▶ WHAT THE TASK REQUIRES
Your job is to return every line of the listing holding the string "radius".
___ SOURCE RECORDS
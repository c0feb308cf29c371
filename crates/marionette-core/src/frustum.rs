// Copyright 2025 eraflo
//
// Licensed under the Apache License, Version 2.0 (the "License");
// you may not use this file except in compliance with the License.
// You may obtain a copy of the License at
//
//     http://www.apache.org/licenses/LICENSE-2.0
//
// Unless required by applicable law or agreed to in writing, software
// distributed under the License is distributed on an "AS IS" BASIS,
// WITHOUT WARRANTIES OR CONDITIONS OF ANY KIND, either express or implied.
// See the License for the specific language governing permissions and
// limitations under the License.

//! View-frustum planes used for GPU instance culling.

use crate::math::{Mat4, Vec3, Vec4};

/// A plane in Hessian normal form: `dot(normal, p) + distance = 0`.
///
/// Points with a positive signed distance lie inside the frustum.
#[derive(Debug, Clone, Copy, PartialEq)]
pub struct Plane {
    /// Unit normal pointing into the frustum.
    pub normal: Vec3,
    /// Signed distance term.
    pub distance: f32,
}

impl Default for Plane {
    fn default() -> Self {
        Self {
            normal: Vec3::Y,
            distance: 0.0,
        }
    }
}

impl Plane {
    /// Builds a plane from raw `(a, b, c, d)` coefficients and normalizes it.
    pub fn from_coefficients(coefficients: Vec4) -> Self {
        let normal = coefficients.truncate();
        let length = normal.length();
        if length > 0.0 {
            Self {
                normal: normal / length,
                distance: coefficients.w / length,
            }
        } else {
            Self {
                normal,
                distance: coefficients.w,
            }
        }
    }

    /// Signed distance from `point` to the plane.
    #[inline]
    pub fn signed_distance(&self, point: Vec3) -> f32 {
        self.normal.dot(point) + self.distance
    }

    /// Returns the plane packed as `(normal.xyz, distance)`.
    #[inline]
    pub fn to_vec4(&self) -> Vec4 {
        self.normal.extend(self.distance)
    }
}

/// The six planes of a view frustum, ordered left, right, bottom, top, near, far.
#[derive(Debug, Clone, Copy, PartialEq, Default)]
pub struct Frustum {
    /// The planes, inward facing.
    pub planes: [Plane; 6],
}

impl Frustum {
    /// Extracts the frustum planes from a combined view-projection matrix
    /// (Gribb/Hartmann), assuming zero-to-one clip depth.
    pub fn from_view_projection(view_proj: &Mat4) -> Self {
        let r0 = view_proj.row(0);
        let r1 = view_proj.row(1);
        let r2 = view_proj.row(2);
        let r3 = view_proj.row(3);

        Self {
            planes: [
                Plane::from_coefficients(r3 + r0),
                Plane::from_coefficients(r3 - r0),
                Plane::from_coefficients(r3 + r1),
                Plane::from_coefficients(r3 - r1),
                Plane::from_coefficients(r2),
                Plane::from_coefficients(r3 - r2),
            ],
        }
    }

    /// Builds a frustum from explicit planes.
    pub fn from_planes(planes: [Plane; 6]) -> Self {
        Self { planes }
    }

    /// Returns `true` if a sphere intersects or lies inside the frustum.
    pub fn intersects_sphere(&self, center: Vec3, radius: f32) -> bool {
        self.planes
            .iter()
            .all(|plane| plane.signed_distance(center) >= -radius)
    }
}
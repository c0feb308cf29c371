// Copyright 2025 eraflo
//
// Licensed under the Apache License, Version 2.0 (the "License");
// you may not use this file except in compliance with the License.
// You may obtain a copy of the License at
//
//     http://www.apache.org/licenses/LICENSE-2.0
//
// Unless required by applicable law or agreed to in writing, software
// distributed under the License is distributed on an "AS IS" BASIS,
// WITHOUT WARRANTIES OR CONDITIONS OF ANY KIND, either express or implied.
// See the License for the specific language governing permissions and
// limitations under the License.

//! Plain data types exchanged with a GPU backend.

pub mod bind_group;
pub mod buffer;
pub mod draw;
pub mod pipeline;
pub mod texture;

pub use self::bind_group::*;
pub use self::buffer::*;
pub use self::draw::*;
pub use self::pipeline::*;
pub use self::texture::*;
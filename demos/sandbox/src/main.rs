// Copyright 2025 eraflo
//
// Licensed under the Apache License, Version 2.0 (the "License");
// you may not use this file except in compliance with the License.
// You may obtain a copy of the License at
//
//     http://www.apache.org/licenses/LICENSE-2.0
//
// Unless required by applicable law or agreed to in writing, software
// distributed under the License is distributed on an "AS IS" BASIS,
// WITHOUT WARRANTIES OR CONDITIONS OF ANY KIND, either express or implied.
// See the License for the specific language governing permissions and
// limitations under the License.

// Marionette Sandbox
// Drives a small animated scene on the headless device and logs what each frame did.

mod models;

use anyhow::{Context, Result};
use marionette_agents::{FrameLoop, FrameOutcome, ObjectDesc, Scene, LIGHT_CULL_PIPELINE};
use marionette_core::math::Vec3;
use marionette_core::renderer::Light;
use marionette_core::{Camera, ObjectId, SceneSettings};
use marionette_infra::{frustum_cull_kernel, light_cull_kernel, HeadlessBackend};
use std::sync::Arc;

const SETTINGS: &str = r#"(
    culling_enabled: true,
    screen_width: 1280,
    screen_height: 720,
    initial_animator_capacity: 16,
    shadows: (map_size: 1024, extent: 30.0),
)"#;

const FRAME_TIME: f32 = 1.0 / 60.0;

/// Fills the scene and returns the first walker.
fn populate(scene: &Scene, backend: &HeadlessBackend) -> Result<ObjectId> {
    let crates = models::crate_model(backend)?;
    let walker = models::walker_model(backend)?;

    // a ring of spinning crates, a few of them behind the camera
    for i in 0..24 {
        let angle = i as f32 / 24.0 * std::f32::consts::TAU;
        let position = Vec3::new(angle.cos() * 12.0, 0.5, angle.sin() * 12.0);
        scene.add(
            ObjectDesc::new(format!("crate_{i}"), crates.clone())
                .at(position)
                .spinning(Vec3::Y * (0.5 + i as f32 * 0.05)),
        )?;
    }

    let mut walkers = Vec::new();
    for (i, clip) in [0, 1, 1].into_iter().enumerate() {
        walkers.push(
            scene.add(
                ObjectDesc::new(format!("walker_{i}"), walker.clone())
                    .at(Vec3::new(i as f32 * 2.0 - 2.0, 0.0, 0.0))
                    .playing(clip),
            )?,
        );
    }

    scene.add_light(Light::directional(Vec3::new(-0.4, -1.0, -0.3)).with_shadows());
    scene.add_light(Light::point(Vec3::new(0.0, 3.0, 4.0), 10.0));
    scene.add_light(Light::spot(Vec3::new(4.0, 5.0, 0.0), Vec3::NEG_Y));
    scene.set_ambient(Vec3::new(0.05, 0.05, 0.08));
    Ok(walkers[0])
}

fn report(frames: &FrameLoop, outcome: &FrameOutcome) {
    let stats = frames.scene().frame_stats();
    log::info!(
        "frame {}: {:?}, {} prepared, {} writes, {} dispatches, {} shadow, {} drawn, {} skipped",
        stats.frame_index,
        outcome,
        stats.animators_prepared,
        stats.writes_submitted,
        stats.dispatches,
        stats.shadow_draws,
        stats.draws_issued,
        stats.draws_skipped,
    );
}

fn main() -> Result<()> {
    use env_logger::{Builder, Env};

    Builder::from_env(Env::default().default_filter_or("info")).init();

    let backend = Arc::new(
        HeadlessBackend::new()
            .with_kernel(models::ANIMATE_RIGID, frustum_cull_kernel())
            .with_kernel(models::ANIMATE_SKINNED, frustum_cull_kernel())
            .with_kernel(LIGHT_CULL_PIPELINE, light_cull_kernel()),
    );
    let settings = SceneSettings::from_ron(SETTINGS).context("sandbox settings")?;
    let scene = Scene::builder()
        .backend(backend.clone())
        .camera(Camera::looking_at(Vec3::new(0.0, 6.0, 16.0), Vec3::ZERO))
        .settings(settings)
        .build()?;
    let walker = populate(&scene, &backend)?;

    let mut frames = FrameLoop::new(Arc::new(scene));
    for frame in 0..120 {
        let outcome = frames.tick(FRAME_TIME);
        if frame % 30 == 0 {
            report(&frames, &outcome);
        }
        if outcome == FrameOutcome::Shutdown {
            anyhow::bail!("frame loop shut down after {} frames", frames.frames());
        }

        // the first walker switches to the walk cycle halfway through
        if frame == 60 {
            frames
                .scene()
                .update(walker, |w| w.blend_to_animation(1, 0.25))??;
        }
    }

    log::info!(
        "{} frames rendered, {} draws recorded, {} buffers live",
        frames.frames(),
        backend.draws().len(),
        backend.live_buffers()
    );
    frames.scene().clear()?;
    Ok(())
}
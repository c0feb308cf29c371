// Copyright 2025 eraflo
//
// Licensed under the Apache License, Version 2.0 (the "License");
// you may not use this file except in compliance with the License.
// You may obtain a copy of the License at
//
//     http://www.apache.org/licenses/LICENSE-2.0
//
// Unless required by applicable law or agreed to in writing, software
// distributed under the License is distributed on an "AS IS" BASIS,
// WITHOUT WARRANTIES OR CONDITIONS OF ANY KIND, either express or implied.
// See the License for the specific language governing permissions and
// limitations under the License.

//! Global settings for a scene and its frame protocol.

use crate::error::ConfigError;
use crate::renderer::forward_plus::ForwardPlusTileConfig;
use serde::Deserialize;

/// Default maximum number of lights marshalled into the light buffer.
pub const DEFAULT_MAX_LIGHTS: usize = 1024;

/// Settings for the directional shadow pass.
#[derive(Debug, Clone, Copy, PartialEq, Deserialize)]
#[serde(default)]
pub struct ShadowSettings {
    /// Whether the shadow pass runs at all.
    pub enabled: bool,
    /// Edge length of the square shadow depth texture, in texels.
    pub map_size: u32,
    /// Half-width of the orthographic shadow volume, in world units.
    pub extent: f32,
    /// Distance from the camera target back along the light direction to the light eye.
    pub distance: f32,
    /// Near plane of the shadow projection.
    pub near: f32,
    /// Far plane of the shadow projection.
    pub far: f32,
    /// Constant depth bias.
    pub bias: f32,
    /// Bias along the surface normal.
    pub normal_bias: f32,
}

impl Default for ShadowSettings {
    fn default() -> Self {
        Self {
            enabled: true,
            map_size: 2048,
            extent: 25.0,
            distance: 50.0,
            near: 0.1,
            far: 150.0,
            bias: 0.005,
            normal_bias: 0.02,
        }
    }
}

/// A collection of settings that shape the per-frame protocol of a scene.
#[derive(Debug, Clone, PartialEq, Deserialize)]
#[serde(default)]
pub struct SceneSettings {
    /// If `true`, animators frustum-cull on the GPU and draws go through the indirect path.
    pub culling_enabled: bool,
    /// Shadow pass configuration.
    pub shadows: ShadowSettings,
    /// Forward+ tile configuration.
    pub tiles: ForwardPlusTileConfig,
    /// Lights beyond this budget are dropped from the light buffer.
    pub max_lights: usize,
    /// Render target width in pixels.
    pub screen_width: u32,
    /// Render target height in pixels.
    pub screen_height: u32,
    /// Number of persistent prep workers. `None` lets the pool decide.
    pub worker_threads: Option<usize>,
    /// Instance capacity of a freshly created animator.
    pub initial_animator_capacity: u32,
    /// Ambient light colour (linear RGB).
    pub ambient: [f32; 3],
}

impl Default for SceneSettings {
    fn default() -> Self {
        Self {
            culling_enabled: false,
            shadows: ShadowSettings::default(),
            tiles: ForwardPlusTileConfig::default(),
            max_lights: DEFAULT_MAX_LIGHTS,
            screen_width: 1920,
            screen_height: 1080,
            worker_threads: None,
            initial_animator_capacity: 8,
            ambient: [0.03, 0.03, 0.03],
        }
    }
}

impl SceneSettings {
    /// Parses settings from a RON document. Missing fields keep their defaults.
    pub fn from_ron(source: &str) -> Result<Self, ConfigError> {
        ron::from_str(source).map_err(|e| ConfigError::InvalidSettings(e.to_string()))
    }
}

#[cfg(test)]
mod tests {
    use super::*;
    use crate::renderer::forward_plus::TileSize;

    #[test]
    fn defaults_match_documented_budget() {
        let settings = SceneSettings::default();
        assert_eq!(settings.max_lights, 1024);
        assert_eq!(settings.initial_animator_capacity, 8);
        assert_eq!(settings.tiles.tile_size, TileSize::X16);
        assert!(!settings.culling_enabled);
    }

    #[test]
    fn partial_ron_keeps_defaults() {
        let settings =
            SceneSettings::from_ron("(culling_enabled: true, shadows: (map_size: 1024))").unwrap();
        assert!(settings.culling_enabled);
        assert_eq!(settings.shadows.map_size, 1024);
        assert!(settings.shadows.enabled);
        assert_eq!(settings.screen_width, 1920);
    }

    #[test]
    fn tile_size_parses_from_ron() {
        let settings = SceneSettings::from_ron("(tiles: (tile_size: X32))").unwrap();
        assert_eq!(settings.tiles.tile_size, TileSize::X32);
        assert_eq!(settings.tiles.max_lights_per_tile, 128);
    }

    #[test]
    fn malformed_ron_is_a_config_error() {
        let err = SceneSettings::from_ron("(culling_enabled: maybe)").unwrap_err();
        assert!(matches!(err, ConfigError::InvalidSettings(_)));
    }
}
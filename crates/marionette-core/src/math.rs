// Copyright 2025 eraflo
//
// Licensed under the Apache License, Version 2.0 (the "License");
// you may not use this file except in compliance with the License.
// You may obtain a copy of the License at
//
//     http://www.apache.org/licenses/LICENSE-2.0
//
// Unless required by applicable law or agreed to in writing, software
// distributed under the License is distributed on an "AS IS" BASIS,
// WITHOUT WARRANTIES OR CONDITIONS OF ANY KIND, either express or implied.
// See the License for the specific language governing permissions and
// limitations under the License.

//! Math types used across the workspace.
//!
//! Matrix and vector utilities are provided by `glam`; this module only
//! re-exports them so that downstream crates depend on a single path.

pub use glam::{Mat4, Quat, Vec3, Vec4};

/// A small value used for approximate floating-point comparisons.
pub const EPSILON: f32 = 1e-5;
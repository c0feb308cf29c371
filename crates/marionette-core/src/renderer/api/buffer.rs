// Copyright 2025 eraflo
//
// Licensed under the Apache License, Version 2.0 (the "License");
// you may not use this file except in compliance with the License.
// You may obtain a copy of the License at
//
//     http://www.apache.org/licenses/LICENSE-2.0
//
// Unless required by applicable law or agreed to in writing, software
// distributed under the License is distributed on an "AS IS" BASIS,
// WITHOUT WARRANTIES OR CONDITIONS OF ANY KIND, either express or implied.
// See the License for the specific language governing permissions and
// limitations under the License.

//! Defines data structures related to GPU buffer resources.

use bitflags::bitflags;
use std::borrow::Cow;

bitflags! {
    /// A set of flags describing the allowed usages of a [`BufferId`].
    #[derive(Debug, Clone, Copy, PartialEq, Eq, Hash)]
    pub struct BufferUsage: u32 {
        /// The buffer can be used as the source of a copy operation.
        const COPY_SRC = 1 << 2;
        /// The buffer can be used as the destination of a copy operation.
        const COPY_DST = 1 << 3;
        /// The buffer can be bound as a vertex buffer.
        const VERTEX = 1 << 4;
        /// The buffer can be bound as an index buffer.
        const INDEX = 1 << 5;
        /// The buffer can be bound as a uniform buffer.
        const UNIFORM = 1 << 6;
        /// The buffer can be bound as a storage buffer.
        const STORAGE = 1 << 7;
        /// The buffer can be used for indirect draw or dispatch commands.
        const INDIRECT = 1 << 8;
    }
}

/// A descriptor used to create a [`BufferId`].
#[derive(Debug, Clone)]
pub struct BufferDescriptor<'a> {
    /// An optional debug label for the buffer.
    pub label: Option<Cow<'a, str>>,
    /// The total size of the buffer in bytes.
    pub size: u64,
    /// A bitmask of [`BufferUsage`] flags describing how the buffer will be used.
    pub usage: BufferUsage,
}

/// An opaque handle to a GPU buffer resource.
#[derive(Debug, Clone, Copy, PartialEq, Eq, Hash, PartialOrd, Ord)]
pub struct BufferId(pub usize);

/// A pending write of `data` into `buffer` at byte `offset`.
///
/// Animators stage these during the prep phase; the orchestrator submits all
/// of them in one [`GpuBackend::write_buffers`](crate::renderer::GpuBackend::write_buffers) call.
#[derive(Debug, Clone, PartialEq, Eq)]
pub struct BufferWrite {
    /// Destination buffer.
    pub buffer: BufferId,
    /// Byte offset into the destination.
    pub offset: u64,
    /// Bytes to copy.
    pub data: Vec<u8>,
}

impl BufferWrite {
    /// Creates a new write.
    pub fn new(buffer: BufferId, offset: u64, data: Vec<u8>) -> Self {
        Self {
            buffer,
            offset,
            data,
        }
    }

    /// Exclusive end offset of the write.
    #[inline]
    pub fn end(&self) -> u64 {
        self.offset + self.data.len() as u64
    }
}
______
▶ THE ANSWER
    pub fn intersects_sphere(&self, center: Vec3, radius: f32) -> bool {
            .all(|plane| plane.signed_distance(center) >= -radius)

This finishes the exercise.